MapReduce is one of the most popular standard algorithms in distributed processing. This paper contributes to performance improvement in MapReduce, which otherwise performs low on social networking and web-based data due to iterative processing. The work presented has added iterative processing features to MapReduce, thus coining the new term iMapReduce. With MapReduce, users need to redesign several jobs to perform the functions of creating, scheduling, and destroying these jobs every time, resulting in performance penalties; iMapReduce, however, eliminates the need for shuffling data and executes map tasks asynchronously. The new algorithm is claimed to perform 1.2 to 5 times better than MapReduce.
Serial jobs in MapReduce require the first job to be finished before the next job is started, whereas iMapReduce allows the map cycle to start (asynchronously) as soon as the input data becomes available, without waiting for the previous reduce cycle to complete. The map and reduce jobs are persistent and the reduce output is directly fed to the map. This is accomplished by assigning the input data of the map and reduce cycles to a slave worker.
Further, iMapReduce performs task migration periodically for load balancing. In order to keep the map and reduce tasks together in the same processor, they are migrated together along with state and static data. For fault tolerance, it keeps data in a local file system, accessible in a distributed file system (DFS) manner, which returns the last iteration in the event of failure instead of starting a fresh one.

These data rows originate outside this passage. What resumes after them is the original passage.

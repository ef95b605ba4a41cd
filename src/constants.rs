//! Cross-cutting, shared constants.
//!
//! Prefer deriving secondary values from these rather than repeating
//! literals in module code. The fusion weights and the identity override
//! threshold are contract values, not tuning knobs.

/// Number of index candidates retrieved per query.
pub const DEFAULT_TOP_K_RETRIEVAL: usize = 25;

/// Number of reranked candidates retained as top matches.
pub const DEFAULT_TOP_K_RERANK: usize = 10;

/// Minimum clause length in characters; shorter fragments are packed or
/// discarded by the segmenter.
pub const DEFAULT_MIN_CLAUSE_LEN: usize = 40;

/// Sub-window size (characters) for probing long clauses at retrieval time.
pub const DEFAULT_PROBE_WINDOW: usize = 240;

/// Stride (characters) between overlapping probe windows.
pub const DEFAULT_PROBE_STRIDE: usize = 120;

/// Identity score at or above which every emitted label signal is banded
/// high regardless of per-label thresholds (near-verbatim match).
pub const IDENTITY_OVERRIDE_THRESHOLD: f32 = 0.98;

/// Marker prepended to clause text for the secondary ("context") embedding.
pub const CONTEXT_PREFIX: &str = "CONTEXT:\n";

/// Default embedding dimension (primary vector). The retrieval query is the
/// concatenation of primary + context vectors, so the index dimension is
/// twice this.
pub const DEFAULT_EMBEDDING_DIM: usize = 1024;

/// Default max tokens for both the encoder and the cross-encoder.
pub const DEFAULT_MAX_SEQ_LEN: usize = 512;

pub const DEFAULT_IDENTITY_WEIGHT: f32 = 0.5;
pub const DEFAULT_SEMANTIC_WEIGHT: f32 = 0.4;
pub const DEFAULT_MARGIN_WEIGHT: f32 = 0.1;

/// Weights for fusing identity, semantic and margin signals into a final
/// score. The defaults implement `0.5·identity + 0.4·semantic + 0.1·margin`.
#[derive(Debug, Clone, Copy, PartialEq)]
pub struct FusionWeights {
    pub identity: f32,
    pub semantic: f32,
    pub margin: f32,
}

impl Default for FusionWeights {
    fn default() -> Self {
        Self {
            identity: DEFAULT_IDENTITY_WEIGHT,
            semantic: DEFAULT_SEMANTIC_WEIGHT,
            margin: DEFAULT_MARGIN_WEIGHT,
        }
    }
}

impl FusionWeights {
    /// Applies the weighted fusion to the three signals.
    #[inline]
    pub fn fuse(&self, identity: f32, semantic: f32, margin: f32) -> f32 {
        self.identity * identity + self.semantic * semantic + self.margin * margin
    }

    /// Validates that each weight is a non-negative finite number and that
    /// at least one is positive.
    pub fn validate(&self) -> Result<(), FusionWeightsError> {
        for (name, w) in [
            ("identity", self.identity),
            ("semantic", self.semantic),
            ("margin", self.margin),
        ] {
            if !w.is_finite() || w < 0.0 {
                return Err(FusionWeightsError::InvalidWeight { name, value: w });
            }
        }
        if self.identity + self.semantic + self.margin <= 0.0 {
            return Err(FusionWeightsError::AllZero);
        }
        Ok(())
    }
}

/// Error returned when fusion weights fail validation.
#[derive(Debug, Clone, PartialEq)]
pub enum FusionWeightsError {
    InvalidWeight { name: &'static str, value: f32 },
    AllZero,
}

impl std::fmt::Display for FusionWeightsError {
    fn fmt(&self, f: &mut std::fmt::Formatter<'_>) -> std::fmt::Result {
        match self {
            Self::InvalidWeight { name, value } => write!(
                f,
                "fusion weight '{}' must be a non-negative finite number, got {}",
                name, value
            ),
            Self::AllZero => write!(f, "at least one fusion weight must be positive"),
        }
    }
}

impl std::error::Error for FusionWeightsError {}

#[cfg(test)]
mod tests {
    use super::*;

    #[test]
    fn default_weights_match_contract() {
        let w = FusionWeights::default();
        assert_eq!(w.identity, 0.5);
        assert_eq!(w.semantic, 0.4);
        assert_eq!(w.margin, 0.1);
    }

    #[test]
    fn fuse_is_the_weighted_sum() {
        let w = FusionWeights::default();
        let fused = w.fuse(0.9, 0.8, 0.1);
        assert!((fused - (0.5 * 0.9 + 0.4 * 0.8 + 0.1 * 0.1)).abs() < 1e-6);
    }

    #[test]
    fn negative_weight_rejected() {
        let w = FusionWeights {
            identity: -0.1,
            ..Default::default()
        };
        assert!(matches!(
            w.validate(),
            Err(FusionWeightsError::InvalidWeight {
                name: "identity",
                ..
            })
        ));
    }

    #[test]
    fn all_zero_rejected() {
        let w = FusionWeights {
            identity: 0.0,
            semantic: 0.0,
            margin: 0.0,
        };
        assert_eq!(w.validate(), Err(FusionWeightsError::AllZero));
    }

    #[test]
    fn default_weights_validate() {
        assert!(FusionWeights::default().validate().is_ok());
    }
}
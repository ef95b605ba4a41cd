//! Document-level analysis pipeline.
//!
//! [`Analyzer`] wires extraction, segmentation, scoring and risk banding
//! into the two entry points `analyze_document` and `analyze_pages`. The
//! analyzer is immutable after construction and safe to share across
//! threads.

mod error;
mod types;


pub use error::PipelineError;
pub use types::{ClauseResult, DocumentReport, DocumentRisk, LabelStats};

use std::collections::BTreeMap;
use std::sync::Arc;

use tracing::{debug, info};

use crate::corpus::ReferenceCorpus;
use crate::document::{Page, PageExtractor, PlainTextExtractor};
use crate::embedding::{ClauseEncoder, Reranker};
use crate::risk::{RiskBand, ThresholdTable, apply_label_gates, extract_label_signals};
use crate::scoring::{ClauseScorer, ScoringConfig};
use crate::segment::{
    ClauseChunk, SegmenterConfig, chunk_pages, deduplicate_chunks, normalize_clause_key,
};

/// Fully wired clause-risk analyzer.
pub struct Analyzer {
    scorer: ClauseScorer,
    corpus: ReferenceCorpus,
    thresholds: ThresholdTable,
    segmenter: SegmenterConfig,
    extractor: Box<dyn PageExtractor>,
}

impl std::fmt::Debug for Analyzer {
    fn fmt(&self, f: &mut std::fmt::Formatter<'_>) -> std::fmt::Result {
        f.debug_struct("Analyzer")
            .field("corpus_len", &self.corpus.len())
            .field("segmenter", &self.segmenter)
            .finish_non_exhaustive()
    }
}

impl Analyzer {
    /// Builds an analyzer over a loaded corpus and model pair.
    ///
    /// Fails fast when the encoder and corpus disagree on the embedding
    /// dimension; every later request would fail otherwise.
    pub fn new(
        encoder: Arc<ClauseEncoder>,
        reranker: Arc<Reranker>,
        corpus: ReferenceCorpus,
    ) -> Result<Self, PipelineError> {
        if encoder.embedding_dim() != corpus.embedding_dim() {
            return Err(PipelineError::EmbeddingDimMismatch {
                encoder: encoder.embedding_dim(),
                corpus: corpus.embedding_dim(),
            });
        }

        Ok(Self {
            scorer: ClauseScorer::new(encoder, reranker, ScoringConfig::default()),
            corpus,
            thresholds: ThresholdTable::default(),
            segmenter: SegmenterConfig::default(),
            extractor: Box::new(PlainTextExtractor),
        })
    }

    pub fn with_thresholds(mut self, thresholds: ThresholdTable) -> Self {
        self.thresholds = thresholds;
        self
    }

    pub fn with_segmenter(mut self, segmenter: SegmenterConfig) -> Self {
        self.segmenter = segmenter;
        self
    }

    pub fn with_scoring(mut self, config: ScoringConfig) -> Self {
        self.scorer = self.scorer.with_config(config);
        self
    }

    pub fn with_extractor(mut self, extractor: Box<dyn PageExtractor>) -> Self {
        self.extractor = extractor;
        self
    }

    pub fn corpus(&self) -> &ReferenceCorpus {
        &self.corpus
    }

    pub fn thresholds(&self) -> &ThresholdTable {
        &self.thresholds
    }

    /// Extracts pages from raw document bytes and analyzes them.
    pub fn analyze_document(&self, bytes: &[u8]) -> Result<DocumentReport, PipelineError> {
        let pages = self.extractor.extract_pages(bytes)?;
        self.analyze_pages(&pages)
    }

    /// Analyzes pre-extracted pages into a document report.
    pub fn analyze_pages(&self, pages: &[Page]) -> Result<DocumentReport, PipelineError> {
        let chunks = deduplicate_chunks(chunk_pages(pages, &self.segmenter));
        info!(
            pages = pages.len(),
            clauses = chunks.len(),
            "Segmented document"
        );

        let flagged = self.analyze_clauses(&chunks)?;
        let merged = merge_clause_results(flagged);
        let report = aggregate(merged, &self.thresholds);
        info!(
            document_risk = %report.document_risk,
            doc_score = report.doc_score,
            flagged = report.clauses.len(),
            "Analyzed document"
        );
        Ok(report)
    }

    /// Scores chunks and keeps those with at least one above-low label.
    fn analyze_clauses(
        &self,
        chunks: &[ClauseChunk],
    ) -> Result<Vec<ClauseResult>, PipelineError> {
        let texts: Vec<&str> = chunks.iter().map(|c| c.clause_text.as_str()).collect();
        let scores = self.scorer.score_batch(&self.corpus, &texts)?;

        let weights = self.scorer.config().weights;
        let mut results = Vec::new();
        for (chunk, score) in chunks.iter().zip(scores) {
            let Some(score) = score else {
                debug!(page_no = chunk.page_no, "No candidates retrieved, skipping clause");
                continue;
            };

            let signals = extract_label_signals(&score, &weights, &self.thresholds);
            let mut signals = apply_label_gates(signals, &chunk.clause_text);
            signals.retain(|s| s.band != RiskBand::Low);
            if signals.is_empty() {
                continue;
            }

            // Signals are sorted best first.
            let final_score = signals[0].final_score;
            results.push(ClauseResult {
                clause_text: chunk.clause_text.clone(),
                page_no: chunk.page_no,
                final_score,
                identity: score.identity,
                semantic: score.semantic,
                margin: score.margin,
                labels: signals,
                top_matches: score.top_matches,
            });
        }

        Ok(results)
    }
}

/// Merges near-duplicate flagged clauses (same normalized text).
///
/// The first occurrence is the representative; each label keeps its best
/// signal across the group and the clause score is the best label score.
/// Output is sorted best first.
pub fn merge_clause_results(results: Vec<ClauseResult>) -> Vec<ClauseResult> {
    let mut order: Vec<String> = Vec::new();
    let mut groups: BTreeMap<String, ClauseResult> = BTreeMap::new();

    for result in results {
        let key = normalize_clause_key(&result.clause_text);
        match groups.get_mut(&key) {
            None => {
                order.push(key.clone());
                groups.insert(key, result);
            }
            Some(existing) => {
                for signal in result.labels {
                    match existing.labels.iter_mut().find(|s| s.label == signal.label) {
                        Some(kept) if kept.final_score >= signal.final_score => {}
                        Some(kept) => *kept = signal,
                        None => existing.labels.push(signal),
                    }
                }
            }
        }
    }

    let mut merged: Vec<ClauseResult> = order
        .into_iter()
        .filter_map(|key| groups.remove(&key))
        .map(|mut result| {
            result.labels.sort_by(|a, b| {
                b.final_score
                    .partial_cmp(&a.final_score)
                    .unwrap_or(std::cmp::Ordering::Equal)
            });
            result.final_score = result.labels[0].final_score;
            result
        })
        .collect();

    merged.sort_by(|a, b| {
        b.final_score
            .partial_cmp(&a.final_score)
            .unwrap_or(std::cmp::Ordering::Equal)
    });
    merged
}

/// Rolls flagged clauses up into the document report.
pub fn aggregate(clauses: Vec<ClauseResult>, thresholds: &ThresholdTable) -> DocumentReport {
    let mut label_summary: BTreeMap<String, LabelStats> = BTreeMap::new();

    for clause in &clauses {
        for signal in &clause.labels {
            let stats = label_summary.entry(signal.label.clone()).or_default();
            stats.total_clauses += 1;
            stats.max_score = stats.max_score.max(signal.final_score);
            if signal.final_score >= thresholds.high(&signal.label) {
                stats.high_risk_clauses += 1;
            }
        }
    }

    let doc_score = if clauses.is_empty() {
        0
    } else {
        let mean =
            clauses.iter().map(|c| c.final_score).sum::<f32>() / clauses.len() as f32;
        (mean * 10.0).round() as u32
    };

    let document_risk = if label_summary.values().any(|s| s.high_risk_clauses > 0) {
        DocumentRisk::HighRisk
    } else {
        DocumentRisk::LowRisk
    };

    DocumentReport {
        document_risk,
        doc_score,
        label_summary,
        clauses,
    }
}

Performance is compared using single-source shortest path (SSSP) and PageRank algorithms, on a commodity hardware and Amazon Elastic Compute Cloud (EC2) cluster using the Hadoop DFS (HDFS). For SSSP, a DBLP author cooperation graph is used: “each node represents an author and a link between two nodes represents the cooperation relationship between [them]”; “link weight is set according to the cooperation frequency of the two linked authors.” Similarly, a Facebook user interaction graph is created and evaluated where interaction frequency is used to assign weight to user friendship links in this graph. Two much larger synthetic graphs are generated using “the power-law parameters on the link weight and the node out-degree ... extracted from the two real graphs.” The data for PageRank is similarly generated: there are two real graphs, Google web graph and Berkley-Stanford web graph, and much larger synthetic graphs are generated using these real graphs.
Overall, the paper demonstrates interesting and useful work. Since HDFS and MapReduce can be easily installed on Linux, it is potentially useful for computer science (CS) graduate projects.